* _TASK DETAILS_:
Search the data for "PathBuf". Each line containing it is to be copied.

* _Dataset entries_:
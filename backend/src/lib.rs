//! # Catalog Integrity - duplicate and integrity detection for the portfolio catalog
//!
//! Scans a full snapshot of the catalog (assets, works, artists, categories,
//! labels) and reports duplicate records, unused media assets and incomplete
//! artist profiles, each finding with a severity and a reason.
//!
//! ## Architecture
//!
//! ```text
//! ┌─────────────┐     ┌─────────────┐     ┌─────────────┐     ┌─────────────┐
//! │  Snapshot   │────▶│  Analyzers  │────▶│  Aggregate  │────▶│  JSON / UI  │
//! │ (file/HTTP) │     │ (per kind)  │     │   report    │     │  (CLI/API)  │
//! └─────────────┘     └─────────────┘     └─────────────┘     └─────────────┘
//! ```
//!
//! ## Quick Start
//!
//! ```rust,ignore
//! use catalog_integrity::{run_analysis, AnalysisOptions, FileSnapshotProvider};
//!
//! #[tokio::main]
//! async fn main() {
//!     let provider = FileSnapshotProvider::new("snapshot.json");
//!     let report = run_analysis(&provider, &AnalysisOptions::default()).await.unwrap();
//!     println!("{} findings", report.totals().findings());
//! }
//! ```
//!
//! ## Modules
//!
//! - [`error`] - Hierarchical error types
//! - [`models`] - Catalog records (Work, Artist, Asset)
//! - [`config`] - Locales, port and snapshot source
//! - [`snapshot`] - Snapshot providers (file, HTTP, in-memory)
//! - [`validation`] - Snapshot schema validation
//! - [`analysis`] - Normalizer, grouper, classifier and analyzers
//! - [`report`] - Report structures and totals
//! - [`api`] - HTTP API server

// Core modules
pub mod config;
pub mod error;
pub mod models;

// Input
pub mod snapshot;
pub mod validation;

// Analysis
pub mod analysis;
pub mod report;

// HTTP API
pub mod api;

// =============================================================================
// Re-exports - Error types
// =============================================================================

pub use error::{
    AnalysisError, AnalysisResult, ServerError, ServerResult, SnapshotError, SnapshotResult,
};

// =============================================================================
// Re-exports - Models & config
// =============================================================================

pub use config::{AnalysisConfig, ServerConfig};
pub use models::{Artist, Asset, CatalogRecord, EntityKind, LocalizedText, RelationKind, Work};

// =============================================================================
// Re-exports - Snapshot
// =============================================================================

pub use snapshot::file::{parse_snapshot, parse_snapshot_value};
pub use snapshot::{
    CatalogSnapshot, FileSnapshotProvider, HttpSnapshotProvider, InMemorySnapshot,
    SnapshotProvider, SnapshotSource,
};

// =============================================================================
// Re-exports - Validation
// =============================================================================

pub use validation::{is_valid, is_valid_snapshot, validate, validate_snapshot};

// =============================================================================
// Re-exports - Analysis
// =============================================================================

pub use analysis::{
    analyze_artists, analyze_assets, analyze_slugs, analyze_snapshot, analyze_works, classify,
    exact_name_key, normalize, normalized_key, run_analysis, AnalysisOptions, Classification,
    MatchType, Severity,
};

// =============================================================================
// Re-exports - Report
// =============================================================================

pub use report::{
    AggregateReport, ArtistReport, AssetReport, AssetUsage, DuplicateGroup, IntegrityIssue,
    IssueKind, ReportSummary, SlugReport, Totals, WorkReport,
};

// =============================================================================
// Re-exports - API
// =============================================================================

pub use api::types::{error_response, AnalysisResponse, AnalysisStatus};

// Server
pub mod server {
    pub use crate::api::server::start_server;
}
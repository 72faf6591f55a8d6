//! Name normalization for similarity grouping.
//!
//! Two keys are derived from a name:
//!
//! | Key | Steps | Example |
//! |-----|-------|---------|
//! | [`exact_name_key`] | trim, lowercase | `" Café Noir "` → `"café noir"` |
//! | [`normalize`] | NFD, strip marks, lowercase, keep `[a-z0-9\s]`, collapse spaces | `"Café-Noir!"` → `"cafenoir"` |
//!
//! Slugs and storage paths are compared verbatim and never pass through here.

use once_cell::sync::Lazy;
use regex::Regex;
use unicode_normalization::char::is_combining_mark;
use unicode_normalization::UnicodeNormalization;

static DISALLOWED: Lazy<Regex> = Lazy::new(|| Regex::new(r"[^a-z0-9\s]").unwrap());
static WHITESPACE: Lazy<Regex> = Lazy::new(|| Regex::new(r"\s+").unwrap());

/// Fold a name down to its accent- and punctuation-insensitive form.
///
/// Total and idempotent: `normalize(&normalize(x)) == normalize(x)`.
pub fn normalize(text: &str) -> String {
    let folded: String = text
        .nfd()
        .filter(|c| !is_combining_mark(*c))
        .collect::<String>()
        .to_lowercase();

    let stripped = DISALLOWED.replace_all(&folded, "");
    WHITESPACE.replace_all(&stripped, " ").trim().to_string()
}

/// Case-insensitive key for exact name matching.
///
/// Accents and punctuation are kept, so `"Café"` and `"Cafe"` differ here.
/// Returns `None` for blank names so they are never grouped together.
pub fn exact_name_key(text: &str) -> Option<String> {
    let trimmed = text.trim();
    if trimmed.is_empty() {
        None
    } else {
        Some(trimmed.to_lowercase())
    }
}

/// Normalized key, or `None` when nothing survives normalization.
pub fn normalized_key(text: &str) -> Option<String> {
    let key = normalize(text);
    if key.is_empty() {
        None
    } else {
        Some(key)
    }
}

#[cfg(test)]
mod tests {
    use super::*;

    #[test]
    fn test_strips_accents_and_case() {
        assert_eq!(normalize("Café Noir"), "cafe noir");
        assert_eq!(normalize("ÉLODIE Müller"), "elodie muller");
    }

    #[test]
    fn test_drops_punctuation_and_collapses_spaces() {
        assert_eq!(normalize("  Les   Misérables!  "), "les miserables");
        assert_eq!(normalize("Jean-Baptiste\tLully"), "jeanbaptiste lully");
        assert_eq!(normalize("L'Été, op. 8"), "lete op 8");
    }

    #[test]
    fn test_empty_and_symbol_only() {
        assert_eq!(normalize(""), "");
        assert_eq!(normalize("?!…"), "");
        assert_eq!(normalized_key("--"), None);
    }

    #[test]
    fn test_idempotent() {
        for input in ["Café Noir", "  Ñandú  Äpfel ", "Dvořák: Symphony No. 9", "", "ß ø"] {
            let once = normalize(input);
            assert_eq!(normalize(&once), once, "not idempotent for {:?}", input);
        }
    }

    #[test]
    fn test_exact_name_key_keeps_accents() {
        assert_eq!(exact_name_key(" Café Noir "), Some("café noir".to_string()));
        assert_ne!(exact_name_key("Café Noir"), exact_name_key("Cafe Noir"));
        assert_eq!(exact_name_key("   "), None);
    }
}
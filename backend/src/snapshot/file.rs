//! Snapshot files: a JSON catalog export on disk.
//!
//! ```json
//! {
//!   "assets": [...], "works": [...], "artists": [...],
//!   "categories": [...], "labels": [...]
//! }
//! ```
//!
//! The document is validated against the embedded schema before being
//! deserialized.

use serde_json::Value;
use std::path::{Path, PathBuf};

use super::{CatalogSnapshot, SnapshotProvider};
use crate::error::{SnapshotError, SnapshotResult};
use crate::models::{Artist, Asset, CatalogRecord, Work};
use crate::validation::validate_snapshot;

/// Parse and validate a snapshot document from raw bytes.
pub fn parse_snapshot(bytes: &[u8]) -> SnapshotResult<CatalogSnapshot> {
    let document: Value = serde_json::from_slice(bytes)?;
    parse_snapshot_value(document)
}

/// Validate an already-parsed snapshot document and deserialize it.
pub fn parse_snapshot_value(document: Value) -> SnapshotResult<CatalogSnapshot> {
    validate_snapshot(&document).map_err(|errors| SnapshotError::Schema { errors })?;
    Ok(serde_json::from_value(document)?)
}

/// Reads the snapshot from a JSON file on every fetch.
#[derive(Debug, Clone)]
pub struct FileSnapshotProvider {
    path: PathBuf,
}

impl FileSnapshotProvider {
    pub fn new(path: impl AsRef<Path>) -> Self {
        Self {
            path: path.as_ref().to_path_buf(),
        }
    }

    pub fn path(&self) -> &Path {
        &self.path
    }

    async fn load(&self) -> SnapshotResult<CatalogSnapshot> {
        let bytes = tokio::fs::read(&self.path).await?;
        parse_snapshot(&bytes)
    }
}

impl SnapshotProvider for FileSnapshotProvider {
    async fn fetch_assets(&self) -> SnapshotResult<Vec<Asset>> {
        Ok(self.load().await?.assets)
    }

    async fn fetch_works(&self) -> SnapshotResult<Vec<Work>> {
        Ok(self.load().await?.works)
    }

    async fn fetch_artists(&self) -> SnapshotResult<Vec<Artist>> {
        Ok(self.load().await?.artists)
    }

    async fn fetch_categories(&self) -> SnapshotResult<Vec<CatalogRecord>> {
        Ok(self.load().await?.categories)
    }

    async fn fetch_labels(&self) -> SnapshotResult<Vec<CatalogRecord>> {
        Ok(self.load().await?.labels)
    }

    /// One read for the whole snapshot.
    async fn fetch_snapshot(&self) -> SnapshotResult<CatalogSnapshot> {
        self.load().await
    }
}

* _RESULT FOR THIS EXERCISE_:
use std::path::{Path, PathBuf};
    path: PathBuf,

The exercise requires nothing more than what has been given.